LE FASI DELLA FABBRICAZIONE LAVORAZIONE IN CALDAIA Rottura della cagliata, la cagliata subisce una rottura in pezzi utilizzando appositi strumenti: la lira e lo spino. La dimensione dei pezzi può andare dalle dimensioni di una arancia fino a quelle di in chicco di riso e varia in base al tipo di formaggio: molle semiduro o duro e quindi al contenuto di umidità. I pezzi di cagliata devono essere uniformi per dimensione, una suddivisione irregolare provoca nella pasta del formaggio zone a diversa struttura. Il momento della rottura è importante per non modificare l’equilibrio tra i componenti del siero e quelli della cagliata. Durante la rottura continua la sineresi e quindi lo spurgo con eliminazione del siero.

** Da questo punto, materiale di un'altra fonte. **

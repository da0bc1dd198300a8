//! Worker configuration, layered from built-in defaults, an optional TOML
//! file and command-line flags. Fields of the startup request sit on top of
//! all three and are applied by the worker itself.

mod builder;
mod defaults;
mod file;
mod models;

pub use builder::build_config;
pub use models::WorkerConfig;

LE FASI DELLA FABBRICAZIONE LAVORAZIONE IN CALDAIA Scottatura, si versa sulla cagliata il siero riscaldato a 80-82°C, durante questa operazione si verifica una selezione della microflora; una parte è bloccata o inattivata mentre un’altra in particolare i batteri lattici termofili resiste e si moltiplica. Ciò comporta un’ulteriore acidificazione, con relativo abbassamento del pH. Questa fase accentua la sineresi e lo spurgo consolidando la cagliata. Giacenza/Riposo, la cagliata viene lasciata riposare per circa 2,30h.

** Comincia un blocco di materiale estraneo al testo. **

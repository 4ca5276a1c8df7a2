//! Development-only inspection hooks for the manager.

use std::collections::BTreeMap;

use serde_json::json;

use crate::annotation::model::AnnotationManifest;
use crate::foundation::core::VideoKey;
use crate::manager::manager::AnnotationManager;
use crate::overlay::controller::{OverlayState, RenderReport};

/// Snapshot of one overlay.
#[derive(Clone, Debug, PartialEq, serde::Serialize)]
#[serde(rename_all = "camelCase")]
pub struct OverlayDebug {
    /// Video the overlay tracks.
    pub video: VideoKey,
    /// Lifecycle state.
    pub state: OverlayState,
    /// Whether the video element still exists.
    pub video_alive: bool,
    /// Annotations in the installed manifest.
    pub annotation_count: usize,
    /// Annotation counts keyed by category.
    pub counts_by_category: BTreeMap<String, usize>,
    /// Categories excluded on this overlay.
    pub disabled: Vec<String>,
    /// Outcome of the latest render pass.
    pub last_report: RenderReport,
}

/// Snapshot of the whole manager, serializable for a console or log line.
#[derive(Clone, Debug, PartialEq, serde::Serialize)]
#[serde(rename_all = "camelCase")]
pub struct DebugInfo {
    /// Whether the manager has been torn down.
    pub destroyed: bool,
    /// Categories with a registered renderer.
    pub renderers: Vec<String>,
    /// Categories disabled manager-wide.
    pub disabled: Vec<String>,
    /// One entry per overlay, in key order.
    pub overlays: Vec<OverlayDebug>,
}

/// Demo manifest exercising every built-in category over the first ten seconds.
pub fn sample_manifest() -> Option<AnnotationManifest> {
    AnnotationManifest::from_raw(&json!({
        "metadata": { "source": "sample" },
        "items": {
            "detection": [
                { "id": "sample-person", "timeRange": { "startMs": 0, "endMs": 6000 },
                  "data": { "bbox": { "x": 0.1, "y": 0.2, "width": 0.25, "height": 0.6 },
                            "label": "person", "confidence": 0.92 } },
                { "id": "sample-vehicle", "timeRange": { "startMs": 3000, "endMs": 10000 },
                  "data": { "bbox": [0.55, 0.45, 0.35, 0.3], "label": "vehicle", "confidence": 0.71,
                            "color": "#ffaa00" } }
            ],
            "text": [
                { "id": "sample-caption", "timeRange": { "startMs": 0, "endMs": 10000 },
                  "data": { "message": "Sample alert overlay" } }
            ],
            "cross": [
                { "id": "sample-marker", "timeRange": { "startMs": 2000, "endMs": 8000 },
                  "data": { "x": 0.5, "y": 0.5, "label": "point of interest" } }
            ]
        }
    }))
}

impl AnnotationManager {
    /// Install [`sample_manifest`] on the target video.
    pub fn load_sample(&mut self) -> bool {
        let Some(manifest) = sample_manifest() else {
            return false;
        };
        let Some(key) = self.resolve_target() else {
            tracing::warn!("no target video for sample");
            return false;
        };
        self.load_manifest_into(key, manifest)
    }

    /// Snapshot of every overlay and the shared registry.
    pub fn debug_info(&self) -> DebugInfo {
        let overlays = self
            .controllers()
            .map(|ctl| {
                let manifest = ctl.manifest();
                OverlayDebug {
                    video: ctl.key(),
                    state: ctl.state(),
                    video_alive: ctl.video_alive(),
                    annotation_count: manifest.map_or(0, AnnotationManifest::count),
                    counts_by_category: manifest
                        .map(AnnotationManifest::counts_by_category)
                        .unwrap_or_default(),
                    disabled: ctl.disabled_categories().map(str::to_owned).collect(),
                    last_report: ctl.last_report(),
                }
            })
            .collect();
        DebugInfo {
            destroyed: self.is_destroyed(),
            renderers: self.registry().snapshot().categories(),
            disabled: self.disabled_categories().map(str::to_owned).collect(),
            overlays,
        }
    }
}

#[cfg(test)]
#[path = "../../tests/unit/manager/debug.rs"]
mod tests;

LE FASI DELLA FABBRICAZIONE FILATURA, si taglia la cagliata a fette sottili e si aggiunge acqua alla temperatura di 88°C, si lavora per avere alla fine la forma tipica del formaggio. L’acqua diminuisce l’acidificazione e lo spurgo; l’acqua calda tende a dare una pasta asciutta, chiusa (compatta) ed elastica. RAFFREDDAMENTO, si immerge il caciocavallo in acqua alla temperatura di 8-10°C per 2 h; durante questa fase si ha la solubilizzazione delle proteine e la pasta diviene omogenea.

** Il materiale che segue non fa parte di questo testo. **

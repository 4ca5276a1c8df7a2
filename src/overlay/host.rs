use std::sync::Arc;

use crate::foundation::core::{Rect, VideoKey};
use crate::foundation::error::OverlayResult;
use crate::render::cpu::CanvasFrame;
use crate::render::surface::{DrawSurface, RecordingSurface};

/// A video element as seen by the overlay engine.
pub trait VideoElement: Send + Sync {
    /// Stable identity of this element.
    fn key(&self) -> VideoKey;
    /// Current playback position in ms.
    fn current_time_ms(&self) -> f64;
    /// Rendered box of the element in page coordinates.
    fn layout_box(&self) -> Rect;
}

/// Canvas layered over one video: a drawing surface plus placement and visibility.
pub trait OverlayCanvas: DrawSurface + Send {
    /// Position the canvas over `rect` and size its pixel buffer to match.
    fn set_layout(&mut self, rect: Rect);
    /// Last box applied by [`OverlayCanvas::set_layout`].
    fn layout(&self) -> Rect;
    /// Show or hide the canvas without touching its contents.
    fn set_visible(&mut self, visible: bool);
    /// Toggle an outline around the canvas for layout debugging.
    fn set_debug_border(&mut self, on: bool);
    /// Remove the canvas from the document.
    fn detach(&mut self);
    /// Read the composited pixels back, when this canvas keeps any.
    fn read_pixels(&mut self) -> Option<CanvasFrame> {
        None
    }
}

/// Creates the canvas for a newly discovered video.
pub trait CanvasFactory: Send {
    /// Build a canvas for `video`. Called once per overlay.
    fn create(&mut self, video: &dyn VideoElement) -> OverlayResult<Box<dyn OverlayCanvas>>;
}

impl<F> CanvasFactory for F
where
    F: FnMut(&dyn VideoElement) -> OverlayResult<Box<dyn OverlayCanvas>> + Send,
{
    fn create(&mut self, video: &dyn VideoElement) -> OverlayResult<Box<dyn OverlayCanvas>> {
        self(video)
    }
}

impl OverlayCanvas for RecordingSurface {
    fn set_layout(&mut self, rect: Rect) {
        self.apply_layout(rect);
    }

    fn layout(&self) -> Rect {
        RecordingSurface::layout(self)
    }

    fn set_visible(&mut self, visible: bool) {
        self.apply_visible(visible);
    }

    fn set_debug_border(&mut self, on: bool) {
        self.apply_debug_border(on);
    }

    fn detach(&mut self) {
        self.apply_detach();
    }
}

/// Factory handing out [`RecordingSurface`]s and keeping a handle to each, keyed by video.
#[derive(Clone, Debug, Default)]
pub struct RecordingCanvasFactory {
    made: Arc<std::sync::Mutex<Vec<(VideoKey, RecordingSurface)>>>,
}

impl RecordingCanvasFactory {
    /// New factory.
    pub fn new() -> Self {
        Self::default()
    }

    /// Surface created for `key`, most recent first.
    pub fn surface_for(&self, key: VideoKey) -> Option<RecordingSurface> {
        self.made
            .lock()
            .unwrap_or_else(|p| p.into_inner())
            .iter()
            .rev()
            .find(|(k, _)| *k == key)
            .map(|(_, s)| s.clone())
    }

    /// Number of canvases created so far.
    pub fn created(&self) -> usize {
        self.made.lock().unwrap_or_else(|p| p.into_inner()).len()
    }
}

impl CanvasFactory for RecordingCanvasFactory {
    fn create(&mut self, video: &dyn VideoElement) -> OverlayResult<Box<dyn OverlayCanvas>> {
        let b = video.layout_box();
        let surface = RecordingSurface::new(b.width(), b.height());
        self.made
            .lock()
            .unwrap_or_else(|p| p.into_inner())
            .push((video.key(), surface.clone()));
        Ok(Box::new(surface))
    }
}

/// Video element with a settable clock and box, for tests and offline rendering.
#[derive(Debug)]
pub struct StaticVideo {
    key: VideoKey,
    state: std::sync::Mutex<(f64, Rect)>,
}

impl StaticVideo {
    /// Video `key` with the given box, paused at 0 ms.
    pub fn new(key: u64, layout_box: Rect) -> Arc<Self> {
        Arc::new(Self {
            key: VideoKey(key),
            state: std::sync::Mutex::new((0.0, layout_box)),
        })
    }

    /// Move the playback clock.
    pub fn seek(&self, time_ms: f64) {
        self.state.lock().unwrap_or_else(|p| p.into_inner()).0 = time_ms;
    }

    /// Change the rendered box (e.g. a responsive reflow).
    pub fn relayout(&self, layout_box: Rect) {
        self.state.lock().unwrap_or_else(|p| p.into_inner()).1 = layout_box;
    }
}

impl VideoElement for StaticVideo {
    fn key(&self) -> VideoKey {
        self.key
    }

    fn current_time_ms(&self) -> f64 {
        self.state.lock().unwrap_or_else(|p| p.into_inner()).0
    }

    fn layout_box(&self) -> Rect {
        self.state.lock().unwrap_or_else(|p| p.into_inner()).1
    }
}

LE FASI DELLA FABBRICAZIONE SALATURA, aiuta la rimozione del siero per osmosi asciugando ancora la cagliata, continua la solubilizzazione delle proteine e la chiusura della pasta in una massa omogenea, favorisce la formazione della crosta (importante per difendere il formaggio dai microrganismi provenienti dall’esterno), conserva il formaggio rallentando lo sviluppo batterico (molti batteri sono sensibili anche a basse concentrazioni di sale) e di conseguenza si rallenta lo sviluppo acido. MATURAZIONE/STAGIONATURA, temperatura 8-12°C, UR 85-95% per evitare che il formaggio si asciughi troppo, buona aerazione perché il ristagno provoca la formazione di muffe non desiderate. Durante la maturazione si hanno reazioni chimico-fisiche ed enzimatiche: fermentazione del glucosio in acido lattico che a sua volta subisce altre trasformazioni, proteolisi delle proteine in aminoacidi e peptidi, lipolisi dei trigliceridi in acidi grassi precursori di alcoli ed aldeidi, evaporazione dell’acqua, indurimento della crosta. Queste modificazioni caratterizzeranno il gusto, l’aroma, il colore e la struttura della pasta.